• [Collected data entries]
****************************************
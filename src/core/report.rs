//! Report generation business logic.
//!
//! Turns ledger summaries into viewer-centric figures ("you owe", "you are owed",
//! per-group position) and formats amounts, debts and payments for display. All
//! functions are pure and framework-agnostic.

use super::{
    ledger::{Debt, LedgerSummary},
    model::{Member, MemberId},
    money::Money,
    settlement::Payment,
};
use crate::config::ledger::CurrencyConfig;
use std::collections::{BTreeMap, BTreeSet};

/// A member's overall position across one or more groups.
#[derive(Debug, Clone, PartialEq, Eq)]
pub struct MemberSummary {
    /// The member the summary is for
    pub member: MemberId,
    /// Owed to the member minus owed by the member
    pub net_balance: Money,
    /// Total the member owes others
    pub total_owed: Money,
    /// Distinct people the member owes money to
    pub creditor_count: usize,
    /// Total others owe the member
    pub total_owed_to: Money,
    /// Distinct people who owe the member money
    pub debtor_count: usize,
}

/// Where a member stands within a single group.
#[derive(Debug, Clone, Copy, PartialEq, Eq)]
pub enum GroupPosition {
    /// Others owe the member this much
    Owed(Money),
    /// The member owes this much
    Owes(Money),
    SettledUp,
}

/// Builds a member's summary over several group ledgers.
///
/// Debts are not netted across groups: owing someone in one group and being owed
/// by them in another shows up on both sides. Totals saturate at the `i64` bounds.
#[must_use]
pub fn member_summary(ledgers: &[LedgerSummary], member: MemberId) -> MemberSummary {
    let mut total_owed = Money::ZERO;
    let mut total_owed_to = Money::ZERO;
    let mut creditors = BTreeSet::new();
    let mut debtors = BTreeSet::new();

    for ledger in ledgers {
        for debt in ledger.debts() {
            if debt.debtor == member {
                total_owed = total_owed.saturating_add(debt.amount);
                creditors.insert(debt.creditor);
            } else if debt.creditor == member {
                total_owed_to = total_owed_to.saturating_add(debt.amount);
                debtors.insert(debt.debtor);
            }
        }
    }

    MemberSummary {
        member,
        net_balance: total_owed_to.saturating_sub(total_owed),
        total_owed,
        creditor_count: creditors.len(),
        total_owed_to,
        debtor_count: debtors.len(),
    }
}

/// Where `member` stands in one group's ledger.
#[must_use]
pub fn group_position(ledger: &LedgerSummary, member: MemberId) -> GroupPosition {
    let balance = ledger.net_balance(member);
    if balance.is_positive() {
        GroupPosition::Owed(balance)
    } else if balance.is_negative() {
        GroupPosition::Owes(balance.abs())
    } else {
        GroupPosition::SettledUp
    }
}

/// Formats an amount like "₹1200.00" or "-₹25.50".
#[must_use]
pub fn format_money(amount: Money, currency: &CurrencyConfig) -> String {
    let value = amount.abs().to_decimal(currency.minor_unit_digits);
    let sign = if amount.is_negative() { "-" } else { "" };
    format!("{sign}{}{value}", currency.symbol)
}

/// Formats a balance with an explicit sign, like "+₹50.00" or "-₹25.50".
#[must_use]
pub fn format_signed_money(amount: Money, currency: &CurrencyConfig) -> String {
    if amount.is_negative() {
        format_money(amount, currency)
    } else {
        format!("+{}", format_money(amount, currency))
    }
}

/// Display name lookup for a group's members.
#[must_use]
pub fn member_names(members: &[Member]) -> BTreeMap<MemberId, String> {
    members
        .iter()
        .map(|member| (member.id, member.display_name.clone()))
        .collect()
}

fn name_of(names: &BTreeMap<MemberId, String>, member: MemberId) -> String {
    names
        .get(&member)
        .cloned()
        .unwrap_or_else(|| format!("member #{member}"))
}

/// "Rahul owes Priya ₹300.00"
#[must_use]
pub fn format_debt(
    debt: &Debt,
    names: &BTreeMap<MemberId, String>,
    currency: &CurrencyConfig,
) -> String {
    format!(
        "{} owes {} {}",
        name_of(names, debt.debtor),
        name_of(names, debt.creditor),
        format_money(debt.amount, currency)
    )
}

/// "Rahul pays Priya ₹300.00"
#[must_use]
pub fn format_payment(
    payment: &Payment,
    names: &BTreeMap<MemberId, String>,
    currency: &CurrencyConfig,
) -> String {
    format!(
        "{} pays {} {}",
        name_of(names, payment.from),
        name_of(names, payment.to),
        format_money(payment.amount, currency)
    )
}

/// One line per member: name, signed balance and a short verdict.
#[must_use]
pub fn format_balance_lines(
    ledger: &LedgerSummary,
    names: &BTreeMap<MemberId, String>,
    currency: &CurrencyConfig,
) -> Vec<String> {
    ledger
        .members
        .keys()
        .map(|&member| {
            let verdict = match group_position(ledger, member) {
                GroupPosition::Owed(_) => "is owed",
                GroupPosition::Owes(_) => "owes",
                GroupPosition::SettledUp => "settled up",
            };
            format!(
                "{} | {} | {verdict}",
                name_of(names, member),
                format_signed_money(ledger.net_balance(member), currency)
            )
        })
        .collect()
}
//! Expense business logic - recording expenses, splitting them, and settling splits.
//!
//! Recording an expense validates the payer and participants against the group's
//! membership, runs the split allocator, and writes the expense together with all of
//! its splits in one database transaction so the splits always add up to the
//! expense amount. Settling never deletes anything: splits are flagged with a
//! timestamp and stay in the history.

use super::{
    allocator::allocate,
    group::{get_group_member_ids, require_group},
    model::{
        Expense, ExpenseCategory, ExpenseId, ExpenseWithSplits, GroupId, MemberId, Split, SplitId,
    },
    money::Money,
};
use crate::{
    entities::{self, expense, group_member, split},
    errors::{Error, Result},
};
use chrono::Utc;
use rust_decimal::Decimal;
use sea_orm::{
    Condition, PaginatorTrait, QueryOrder, QuerySelect, Set, TransactionTrait, prelude::*,
    sea_query::Expr,
};
use std::collections::BTreeMap;
use tracing::{debug, info, instrument, warn};

/// Input for [`record_expense`].
#[derive(Debug, Clone)]
pub struct NewExpense {
    pub group_id: GroupId,
    pub paid_by: MemberId,
    pub amount: Money,
    pub currency: String,
    pub description: String,
    pub category: ExpenseCategory,
    /// Members sharing the expense; the payer may or may not be one of them
    pub participants: Vec<MemberId>,
    /// Optional weights, one per participant in the same order
    pub weights: Option<Vec<Decimal>>,
}

/// An expense as shown in a member's recent activity.
#[derive(Debug, Clone, PartialEq, Eq)]
pub struct RecentExpense {
    pub expense: Expense,
    pub group_name: String,
    /// Number of members the expense was split between
    pub split_count: usize,
}

/// Records an expense and its splits.
///
/// # Errors
/// - [`Error::Config`] if the description is empty
/// - [`Error::GroupNotFound`] if the group does not exist
/// - [`Error::NotAGroupMember`] if the payer or a participant is outside the group
/// - any allocation error from [`allocate`]
#[instrument(skip(db, new_expense), fields(group_id = %new_expense.group_id))]
pub async fn record_expense(
    db: &DatabaseConnection,
    new_expense: NewExpense,
) -> Result<ExpenseWithSplits> {
    if new_expense.description.trim().is_empty() {
        return Err(Error::Config {
            message: "Expense description cannot be empty".to_string(),
        });
    }

    let shares = allocate(
        new_expense.amount,
        &new_expense.participants,
        new_expense.weights.as_deref(),
    )?;

    let txn = db.begin().await?;
    require_group(&txn, new_expense.group_id).await?;

    let members = get_group_member_ids(&txn, new_expense.group_id).await?;
    let outsider = std::iter::once(&new_expense.paid_by)
        .chain(shares.keys())
        .find(|member| !members.contains(*member));
    if let Some(&member) = outsider {
        return Err(Error::NotAGroupMember {
            member,
            group: new_expense.group_id,
        });
    }

    let expense = expense::ActiveModel {
        group_id: Set(new_expense.group_id.0),
        paid_by: Set(new_expense.paid_by.0),
        amount_minor: Set(new_expense.amount.minor()),
        currency: Set(new_expense.currency),
        description: Set(new_expense.description.trim().to_string()),
        category: Set(new_expense.category.as_str().to_string()),
        created_at: Set(Utc::now()),
        ..Default::default()
    }
    .insert(&txn)
    .await?;

    let mut splits = Vec::with_capacity(shares.len());
    for (member, share) in shares {
        let split = split::ActiveModel {
            expense_id: Set(expense.id),
            member_id: Set(member.0),
            amount_minor: Set(share.minor()),
            is_settled: Set(false),
            settled_at: Set(None),
            ..Default::default()
        }
        .insert(&txn)
        .await?;
        splits.push(Split::from(split));
    }

    txn.commit().await?;

    info!(
        expense_id = expense.id,
        "Recorded expense of {} minor units split {} way(s)",
        expense.amount_minor,
        splits.len()
    );

    Ok(ExpenseWithSplits {
        expense: expense.into(),
        splits,
    })
}

/// Loads one expense together with its splits.
pub async fn get_expense_with_splits(
    db: &DatabaseConnection,
    expense_id: ExpenseId,
) -> Result<Option<ExpenseWithSplits>> {
    let Some(expense) = entities::Expense::find_by_id(expense_id.0).one(db).await? else {
        return Ok(None);
    };

    let splits = get_splits_for_expense(db, expense_id).await?;
    Ok(Some(ExpenseWithSplits {
        expense: expense.into(),
        splits,
    }))
}

/// All expenses of a group, newest first.
pub async fn get_expenses_for_group<C>(db: &C, group_id: GroupId) -> Result<Vec<Expense>>
where
    C: ConnectionTrait,
{
    Ok(entities::Expense::find()
        .filter(expense::Column::GroupId.eq(group_id.0))
        .order_by_desc(expense::Column::CreatedAt)
        .order_by_desc(expense::Column::Id)
        .all(db)
        .await?
        .into_iter()
        .map(Into::into)
        .collect())
}

/// All splits of an expense, ordered by member id.
pub async fn get_splits_for_expense<C>(db: &C, expense_id: ExpenseId) -> Result<Vec<Split>>
where
    C: ConnectionTrait,
{
    Ok(entities::Split::find()
        .filter(split::Column::ExpenseId.eq(expense_id.0))
        .order_by_asc(split::Column::MemberId)
        .all(db)
        .await?
        .into_iter()
        .map(Into::into)
        .collect())
}

/// Most recent expenses across every group the member belongs to, newest first.
pub async fn get_recent_expenses_for_member(
    db: &DatabaseConnection,
    member_id: MemberId,
    limit: u64,
) -> Result<Vec<RecentExpense>> {
    let group_ids: Vec<i64> = entities::GroupMember::find()
        .filter(group_member::Column::MemberId.eq(member_id.0))
        .all(db)
        .await?
        .into_iter()
        .map(|row| row.group_id)
        .collect();

    let rows = entities::Expense::find()
        .filter(expense::Column::GroupId.is_in(group_ids))
        .order_by_desc(expense::Column::CreatedAt)
        .order_by_desc(expense::Column::Id)
        .limit(limit)
        .find_also_related(entities::Group)
        .all(db)
        .await?;

    let mut recent = Vec::with_capacity(rows.len());
    for (expense, group) in rows {
        let split_count = entities::Split::find()
            .filter(split::Column::ExpenseId.eq(expense.id))
            .count(db)
            .await?;
        recent.push(RecentExpense {
            group_name: group.map(|g| g.name).unwrap_or_default(),
            split_count: usize::try_from(split_count)?,
            expense: expense.into(),
        });
    }

    Ok(recent)
}

/// Marks a single split as settled.
///
/// # Errors
/// - [`Error::SplitNotFound`] if the split does not exist
/// - [`Error::SplitAlreadySettled`] if it was settled before
pub async fn settle_split(db: &DatabaseConnection, split_id: SplitId) -> Result<Split> {
    let model = entities::Split::find_by_id(split_id.0)
        .one(db)
        .await?
        .ok_or(Error::SplitNotFound { split: split_id })?;

    if model.is_settled {
        return Err(Error::SplitAlreadySettled { split: split_id });
    }

    let mut active: split::ActiveModel = model.into();
    active.is_settled = Set(true);
    active.settled_at = Set(Some(Utc::now()));
    let updated = active.update(db).await?;

    debug!(split_id = updated.id, "Split settled");
    Ok(updated.into())
}

/// Settles everything outstanding between two members of a group.
///
/// Balances are netted per pair, so one payment of the netted amount clears the
/// splits in both directions: `debtor`'s shares of expenses `creditor` paid for, and
/// `creditor`'s shares of expenses `debtor` paid for. Returns how many splits were
/// marked settled.
///
/// # Errors
/// - [`Error::GroupNotFound`] if the group does not exist
/// - [`Error::NotAGroupMember`] if either member is outside the group
#[instrument(skip(db))]
pub async fn settle_between(
    db: &DatabaseConnection,
    group_id: GroupId,
    debtor: MemberId,
    creditor: MemberId,
) -> Result<u64> {
    let txn = db.begin().await?;
    require_group(&txn, group_id).await?;

    let members = get_group_member_ids(&txn, group_id).await?;
    for member in [debtor, creditor] {
        if !members.contains(&member) {
            return Err(Error::NotAGroupMember {
                member,
                group: group_id,
            });
        }
    }

    let direction = |owing: MemberId, paid_by: MemberId| {
        Condition::all()
            .add(split::Column::MemberId.eq(owing.0))
            .add(expense::Column::PaidBy.eq(paid_by.0))
    };

    let split_ids: Vec<i64> = entities::Split::find()
        .inner_join(entities::Expense)
        .filter(expense::Column::GroupId.eq(group_id.0))
        .filter(split::Column::IsSettled.eq(false))
        .filter(
            Condition::any()
                .add(direction(debtor, creditor))
                .add(direction(creditor, debtor)),
        )
        .all(&txn)
        .await?
        .into_iter()
        .map(|row| row.id)
        .collect();

    if split_ids.is_empty() {
        warn!("Nothing outstanding between members {debtor} and {creditor}");
        return Ok(0);
    }

    let result = entities::Split::update_many()
        .col_expr(split::Column::IsSettled, Expr::value(true))
        .col_expr(split::Column::SettledAt, Expr::value(Some(Utc::now())))
        .filter(split::Column::Id.is_in(split_ids))
        .exec(&txn)
        .await?;

    txn.commit().await?;

    info!("Settled {} split(s)", result.rows_affected);
    Ok(result.rows_affected)
}

/// Groups splits by the member who owes them, for display next to an expense.
#[must_use]
pub fn shares_by_member(record: &ExpenseWithSplits) -> BTreeMap<MemberId, Money> {
    record
        .splits
        .iter()
        .map(|split| (split.member_id, split.amount))
        .collect()
}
****************************************
• [Work instructions] When the word "skip" occurs in a line above, list that line.

• [Written answer]
#[instrument(skip(db, new_expense), fields(group_id = %new_expense.group_id))]
#[instrument(skip(db))]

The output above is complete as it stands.